I wrote until late last night, and my laptop was still open on my bedside table when I woke up. I felt compelled to incorporate elements of my science fiction dream within the article.
The Messe Basel, the city’s convention centre, has been repurposed into a community space. Its vast halls, now serve everyday life. Works by emerging and renowned international artists and modern masters are displayed there, as well as across the city, to engage in dialogue with the public, and Parcours has taken on the role of the main fair, inviting visitor interaction by integrating itself where it’s most needed. The curatorial Decentralised Autonomous Organisation (DAO) has spent months designing this year’s curatorial algorithm. Drawing from local and global data sets voluntarily provided by participants and visitors, the DAO can make the most impactful selections of participating galleries and artists. An unprecedented diversity of exhibits spans all levels of ‘mixed reality’. This allows collectors to both explore the city for tactile, physical artworks and experiences and use their augmented reality glasses to view and interact with digital monumental installations throughout the city’s streets and squares, as well as in their hotel room.

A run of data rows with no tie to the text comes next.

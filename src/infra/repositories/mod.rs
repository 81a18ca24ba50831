//! Repository layer - Data access abstraction
//!
//! Repositories provide an abstraction over data persistence,
//! following the Repository pattern for clean separation of concerns.

mod base;
mod memory;

pub use base::Repository;
pub use memory::MemoryRepository;

// Export mock for tests (both unit and integration)
#[cfg(any(test, feature = "test-utils"))]
pub use base::MockRepository;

The fair’s virtual spaces invite visitors into immersive environments where artists have pushed their creativity to new heights. In line with the ‘new normal’ of the art ecosystem, galleries, agencies, and artists are immersed in a flow of global art weeks. They produce installations, performances, and exhibitions in communal spaces. Fair organisers are now more concerned with urban regeneration and community engagement than they once were about drywalls, security, and VIP parties.
It is a balmy afternoon in June, not too far in the future, and new generations of pipes are echoing from the ‘Leo’. Their melodies intermingle with the ‘meta-mechanic’ symphonies of the kinetic sculptures by Basel-born artist Jean Tinguely, a pioneer in bridging art and technology. His words, inscribed on my Parcours visitor invitation, resonate deeply: ‘Art is the distortion of an unendurable reality… Art is correction, modification of a situation; art is communication, connection… Art is social, self-sufficient, and total.’